Year ending 31 March 2023

Fundsmith LLP (the “Firm” or “Fundsmith”) is authorised and regulated by the FCA.  This disclosure document sets out the information that the Firm is required to disclose annually under chapter 8 of the FCA’s MIFIDPRU sourcebook. 

Governance Arrangements

The Management Committee is the ultimate governing body of the Firm and is responsible for all aspects of the Firm's business.

The Management Committee exercises oversight of the activities of the Firm.  The intended outcome is to ensure that the Firm is being run in compliance with applicable regulatory rules, that it is acting in the best interests of investors in its funds, and that it operates an appropriate risk management framework with an effective control environment to determine whether the Firm is operating within its risk appetite.  The Management Committee receives reports from the senior management functions of the Firm in support of its oversight.

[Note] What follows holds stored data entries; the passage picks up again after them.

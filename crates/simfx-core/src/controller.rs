#![forbid(unsafe_code)]

//! The controller contract and the time driver shared by every animation.
//!
//! A [`Controller`] is an explicit state machine: it reports how long until
//! its next scheduled transition ([`Controller::next_delay`]) and applies one
//! transition when asked ([`Controller::fire`]). It never reads a clock.
//!
//! [`Timed`] owns a controller and converts elapsed time into transitions.
//! Time left over after a transition is carried into the next one, so a
//! single `advance(300ms)` fires exactly the same transitions as thirty
//! `advance(10ms)` calls.
//!
//! ```
//! use std::time::Duration;
//! use simfx_core::controller::{Controller, Timed};
//! use simfx_core::random::ScriptedRandom;
//! use simfx_core::typing::{TypingAnimator, TypingConfig};
//!
//! let config = TypingConfig {
//!     sources: vec!["ab".into()],
//!     type_delay: Duration::from_millis(10),
//!     ..TypingConfig::default()
//! };
//! let mut typing = Timed::new(TypingAnimator::new(config).unwrap());
//! let mut rng = ScriptedRandom::constant(0.5);
//! typing.advance(Duration::from_millis(20), &mut rng);
//! assert_eq!(typing.inner().state().text(), "ab");
//! ```

use std::time::Duration;

use crate::carousel::CarouselView;
use crate::loader::LoaderView;
use crate::monte_carlo::MonteCarloView;
use crate::progress::DriftSnapshot;
use crate::random::RandomSource;
use crate::risk_matrix::RiskMatrixView;
use crate::scroll_steps::{ScrollInput, ScrollStep};
use crate::sequence::SequenceView;
use crate::toggle::ToggleView;
use crate::tuning::TuningView;
use crate::typing::TypingState;

/// Upper bound on transitions applied by one [`Timed::advance`] call.
///
/// Protects the caller from a controller that reports a zero delay forever.
pub const MAX_TRANSITIONS_PER_ADVANCE: u32 = 10_000;

/// Which kind of controller produced a snapshot.
#[derive(Debug, Clone, Copy, PartialEq, Eq, Hash)]
pub enum ControllerKind {
    Typing,
    Steps,
    Drift,
    Sequence,
    Loader,
    Carousel,
    MonteCarlo,
    Tuning,
    RiskMatrix,
    Toggle,
}

impl ControllerKind {
    /// Stable lowercase name, used in logs.
    #[must_use]
    pub const fn as_str(self) -> &'static str {
        match self {
            Self::Typing => "typing",
            Self::Steps => "steps",
            Self::Drift => "drift",
            Self::Sequence => "sequence",
            Self::Loader => "loader",
            Self::Carousel => "carousel",
            Self::MonteCarlo => "monte_carlo",
            Self::Tuning => "tuning",
            Self::RiskMatrix => "risk_matrix",
            Self::Toggle => "toggle",
        }
    }
}

/// External input routed to a controller.
#[derive(Debug, Clone, Copy, PartialEq)]
pub enum Input {
    /// Scroll or resize; carries the full geometry.
    Scroll(ScrollInput),
    /// Fraction of the owning section currently inside the viewport.
    Visibility(f64),
    /// User pressed the section's start or toggle control.
    Start,
}

/// Display state of a controller, the only thing renderers ever see.
#[derive(Debug, Clone, PartialEq)]
pub enum Snapshot {
    Typing(TypingState),
    Steps(ScrollStep),
    Drift(DriftSnapshot),
    Sequence(SequenceView),
    Loader(LoaderView),
    Carousel(CarouselView),
    MonteCarlo(MonteCarloView),
    Tuning(TuningView),
    RiskMatrix(RiskMatrixView),
    Toggle(ToggleView),
}

/// A timer-driven animation state machine.
pub trait Controller {
    /// What this controller is.
    fn kind(&self) -> ControllerKind;

    /// Time until the next scheduled transition, measured from the previous
    /// one. `None` means the controller is idle (waiting on input) or done.
    fn next_delay(&self) -> Option<Duration>;

    /// Apply exactly one scheduled transition.
    fn fire(&mut self, rng: &mut dyn RandomSource);

    /// Current display state.
    fn snapshot(&self) -> Snapshot;

    /// Route an external input. Returns `true` if state changed.
    fn handle(&mut self, _input: &Input) -> bool {
        false
    }
}

impl<C: Controller + ?Sized> Controller for Box<C> {
    fn kind(&self) -> ControllerKind {
        (**self).kind()
    }

    fn next_delay(&self) -> Option<Duration> {
        (**self).next_delay()
    }

    fn fire(&mut self, rng: &mut dyn RandomSource) {
        (**self).fire(rng);
    }

    fn snapshot(&self) -> Snapshot {
        (**self).snapshot()
    }

    fn handle(&mut self, input: &Input) -> bool {
        (**self).handle(input)
    }
}

/// Drives a [`Controller`] from elapsed time.
#[derive(Debug, Clone)]
pub struct Timed<C> {
    inner: C,
    /// Time accumulated since the last transition.
    pending: Duration,
    transitions: u64,
}

impl<C: Controller> Timed<C> {
    /// Wrap a freshly constructed controller.
    pub fn new(inner: C) -> Self {
        Self {
            inner,
            pending: Duration::ZERO,
            transitions: 0,
        }
    }

    /// Advance by `dt`, firing every transition that falls due.
    ///
    /// Returns the number of transitions applied.
    pub fn advance(&mut self, dt: Duration, rng: &mut dyn RandomSource) -> u32 {
        self.pending = self.pending.saturating_add(dt);
        let mut fired = 0;
        loop {
            let Some(delay) = self.inner.next_delay() else {
                // Idle time is not banked for later.
                self.pending = Duration::ZERO;
                break;
            };
            if self.pending < delay {
                break;
            }
            if fired >= MAX_TRANSITIONS_PER_ADVANCE {
                crate::warn!(
                    kind = self.inner.kind().as_str(),
                    dropped_ms = self.pending.as_millis() as u64,
                    "transition cap reached, dropping pending time"
                );
                self.pending = Duration::ZERO;
                break;
            }
            self.pending -= delay;
            self.inner.fire(rng);
            fired += 1;
        }
        self.transitions += u64::from(fired);
        fired
    }

    /// Route an input to the controller.
    ///
    /// A change of state restarts the wait for the next transition.
    pub fn handle(&mut self, input: &Input) -> bool {
        let changed = self.inner.handle(input);
        if changed {
            self.pending = Duration::ZERO;
        }
        changed
    }

    /// Time remaining until the next transition, if one is scheduled.
    #[must_use]
    pub fn until_next(&self) -> Option<Duration> {
        self.inner
            .next_delay()
            .map(|d| d.saturating_sub(self.pending))
    }

    /// Total transitions applied since construction.
    #[must_use]
    pub fn transitions(&self) -> u64 {
        self.transitions
    }

    /// Borrow the wrapped controller.
    pub fn inner(&self) -> &C {
        &self.inner
    }

    /// Mutably borrow the wrapped controller.
    pub fn inner_mut(&mut self) -> &mut C {
        &mut self.inner
    }

    /// Current display state.
    pub fn snapshot(&self) -> Snapshot {
        self.inner.snapshot()
    }
}

#[cfg(test)]
mod tests {
    use super::*;
    use crate::random::ScriptedRandom;

    /// Counts up every `step`; stops at `limit`.
    struct Counter {
        step: Duration,
        count: u32,
        limit: u32,
    }

    impl Controller for Counter {
        fn kind(&self) -> ControllerKind {
            ControllerKind::Loader
        }

        fn next_delay(&self) -> Option<Duration> {
            (self.count < self.limit).then_some(self.step)
        }

        fn fire(&mut self, _rng: &mut dyn RandomSource) {
            self.count += 1;
        }

        fn snapshot(&self) -> Snapshot {
            Snapshot::Steps(ScrollStep::default())
        }

        fn handle(&mut self, input: &Input) -> bool {
            if matches!(input, Input::Start) {
                self.count = 0;
                return true;
            }
            false
        }
    }

    fn counter(limit: u32) -> Timed<Counter> {
        Timed::new(Counter {
            step: Duration::from_millis(10),
            count: 0,
            limit,
        })
    }

    #[test]
    fn advance_fires_due_transitions() {
        let mut rng = ScriptedRandom::constant(0.0);
        let mut t = counter(100);
        assert_eq!(t.advance(Duration::from_millis(9), &mut rng), 0);
        assert_eq!(t.advance(Duration::from_millis(1), &mut rng), 1);
        assert_eq!(t.advance(Duration::from_millis(35), &mut rng), 3);
        assert_eq!(t.inner().count, 4);
        assert_eq!(t.until_next(), Some(Duration::from_millis(5)));
    }

    #[test]
    fn one_large_step_equals_many_small_steps() {
        let mut rng = ScriptedRandom::constant(0.0);
        let mut big = counter(100);
        let mut small = counter(100);
        big.advance(Duration::from_millis(257), &mut rng);
        for _ in 0..257 {
            small.advance(Duration::from_millis(1), &mut rng);
        }
        assert_eq!(big.inner().count, small.inner().count);
        assert_eq!(big.transitions(), 25);
    }

    #[test]
    fn idle_controller_does_not_bank_time() {
        let mut rng = ScriptedRandom::constant(0.0);
        let mut t = counter(2);
        t.advance(Duration::from_secs(5), &mut rng);
        assert_eq!(t.inner().count, 2);
        assert_eq!(t.until_next(), None);

        t.handle(&Input::Start);
        assert_eq!(t.advance(Duration::from_millis(5), &mut rng), 0);
    }

    #[test]
    fn input_change_restarts_wait() {
        let mut rng = ScriptedRandom::constant(0.0);
        let mut t = counter(10);
        t.advance(Duration::from_millis(7), &mut rng);
        assert!(t.handle(&Input::Start));
        assert_eq!(t.until_next(), Some(Duration::from_millis(10)));
        assert!(!t.handle(&Input::Visibility(1.0)));
    }

    #[test]
    fn zero_delay_is_capped() {
        let mut rng = ScriptedRandom::constant(0.0);
        let mut t = Timed::new(Counter {
            step: Duration::ZERO,
            count: 0,
            limit: u32::MAX,
        });
        assert_eq!(
            t.advance(Duration::from_millis(1), &mut rng),
            MAX_TRANSITIONS_PER_ADVANCE
        );
    }

    #[test]
    fn boxed_controller_forwards() {
        let mut rng = ScriptedRandom::constant(0.0);
        let boxed: Box<dyn Controller> = Box::new(Counter {
            step: Duration::from_millis(1),
            count: 0,
            limit: 3,
        });
        let mut t = Timed::new(boxed);
        assert_eq!(t.advance(Duration::from_millis(10), &mut rng), 3);
        assert_eq!(t.inner().kind(), ControllerKind::Loader);
    }
}
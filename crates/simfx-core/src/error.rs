#![forbid(unsafe_code)]

//! Configuration error types.

use thiserror::Error;

/// A controller configuration that cannot be run.
///
/// Every variant names the offending field with a dotted path such as
/// `progress.increment`.
#[derive(Debug, Clone, PartialEq, Error)]
pub enum ConfigError {
    /// A list or count that must be non-empty is empty.
    #[error("'{field}' must not be empty")]
    Empty { field: &'static str },

    /// A duration that paces a transition is zero.
    #[error("'{field}' must be a non-zero duration")]
    ZeroDuration { field: &'static str },

    /// A value that must be strictly positive (or non-negative) is not.
    #[error("'{field}' has invalid value {value}")]
    NonPositive { field: &'static str, value: f64 },

    /// The upper end of a range is below the lower end.
    #[error("'{field}' range is inverted: {lo} > {hi}")]
    InvertedRange {
        field: &'static str,
        lo: f64,
        hi: f64,
    },

    /// A probability outside `[0, 1]`.
    #[error("'{field}' must be a probability in [0, 1], got {value}")]
    Probability { field: &'static str, value: f64 },

    /// An initial value outside its own bounds.
    #[error("'{field}' value {value} lies outside its bounds")]
    OutOfBounds { field: &'static str, value: f64 },

    /// A list whose length is tied to another setting.
    #[error("'{field}' needs {expected} entries, got {found}")]
    CountMismatch {
        field: &'static str,
        expected: usize,
        found: usize,
    },
}

#[cfg(test)]
mod tests {
    use super::*;

    #[test]
    fn messages_name_the_field() {
        let err = ConfigError::InvertedRange {
            field: "progress.increment",
            lo: 2.5,
            hi: 0.5,
        };
        assert_eq!(
            err.to_string(),
            "'progress.increment' range is inverted: 2.5 > 0.5"
        );
        let err = ConfigError::Empty {
            field: "typing.sources",
        };
        assert_eq!(err.to_string(), "'typing.sources' must not be empty");
    }
}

Amongst other matters, the Management Committee approves the Firm’s:

  • Governance Framework, including the terms of reference of the sub-committees,
  • Enterprise Risk Management Framework, including top-down risk identification and assessment, and risk appetite,
  • Product Governance policy (including the process for Assessment of Value),
  • Assessment of Value and Product Governance reviews and reports, incorporating review of the obligations under the Consumer Duty
  • Conflicts of interest policy, statement and register
  • Code of Ethics (covering conduct rules including PA dealing, gifts & entertainment, outside business interests)

Amongst other matters, the independent, non-executive members of the Management Committee approve the Firm’s Remuneration Policy.

The Firm qualifies for the exemption in MIFIDPRU 7.1.4 and the requirements in MIFIDPRU 7.3 “Risk, remuneration and nomination committees” do not apply to the Firm.

The Firm considers that appropriate policies are in place to ensure all staff, including the members of the Management Committee are 'fit and proper'. All senior personnel are experienced industry professionals, and any senior appointments are subject to the Executive Committee's approval, with due consideration to the reputation, fitness and experience of the candidate as well as the long-term strategic goals of the business.

Initial and ongoing assessments of the competence of staff are conducted, and all staff holding Senior Manager Functions and other SMCR Certificated persons are formally assessed on an annual basis to ensure that they remain competent to fulfil their job functions and prescribed responsibilities. All staff, including the executive and independent non-executive members of the Management Committee, undergo training on a variety of regulatory topics each year.

The members of the Management Committee during the year to 31 March 2023 are set out in the table below, together with the number of additional directorships held by each member, excluding directorships held: (i) in organisations which do not pursue predominantly commercial objectives; (ii) in entities within the legal group and related parties; and (iii) in entities whose primary purpose is to hold personal investments.  Non-executive directorships held within the same group are counted as a single directorship.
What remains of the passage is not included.